Displaying messages with an application program
This topic will discuss the items that must be included in your application programming.
- The CatalogFile_msg.h definition file created by the mkcatdefs or runcat command if you used symbolic identifiers in the message source file, or the limits.h and nl_types.h files if you did not use symbolic identifiers
- A call to initialize the locale environment
- A call to open a catalog
- A call to read a message
- A call to display a message
- A call to close the catalog
The following subroutines provide the services necessary for displaying program messages with the message facility:
- setlocale
- Sets the locale.
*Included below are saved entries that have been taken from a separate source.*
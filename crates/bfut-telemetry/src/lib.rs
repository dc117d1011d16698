//! Prometheus metrics and structured logging for bfut.
//!
//! - Prometheus metrics for stream health, REST calls, order flow and
//!   strategy dispatch
//! - Structured logging with tracing (JSON in production)

pub mod error;
pub mod logging;
pub mod metrics;

pub use error::{TelemetryError, TelemetryResult};
pub use logging::{default_filter, init_logging};
pub use metrics::Metrics;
Specify the LC_ALL environment variable in the call to the setlocale subroutine for the preferred message catalog language.
- catopen
- Opens a specified message catalog and returns a catalog descriptor, which you use to retrieve messages from the catalog.
- catgets
- Retrieves a message from a catalog after a successful call to the catopen subroutine.
- printf
- Converts, formats, and writes to the stdout (standard output) stream.
- catclose
- Closes a specified message catalog.
The following C program, hello
, illustrates opening the
hello.cat
catalog with the catopen subroutine, retrieving
messages from the catalog with the catgets subroutine, displaying the messages with the printf
subroutine, and closing the catalog with the catclose subroutine.
/* program: hello */
#include <nl_types.h>
#include <locale.h>
nl_catd catd;
main()
{
/* initialize the locale */
setlocale (LC_ALL, "");
/* open the catalog */
catd=catopen("hello.cat",NL_CAT_LOCALE);
printf(catgets(catd,1,1,"Hello World!"));
catclose(catd); /* close the catalog */
exit(0);
}
In the previous example, the catopen subroutine refers
to the hello.cat message catalog only by file name. Therefore,
you must make sure that the NLSPATH environment variable is
set correctly. If the message catalog is successfully opened by the catopen subroutine,
the catgets subroutine returns a pointer to the specified
message in the hello.cat
catalog. If the message
catalog is not found or the message does not exist in the catalog,
the catgets subroutine returns the Hello World!
default
string.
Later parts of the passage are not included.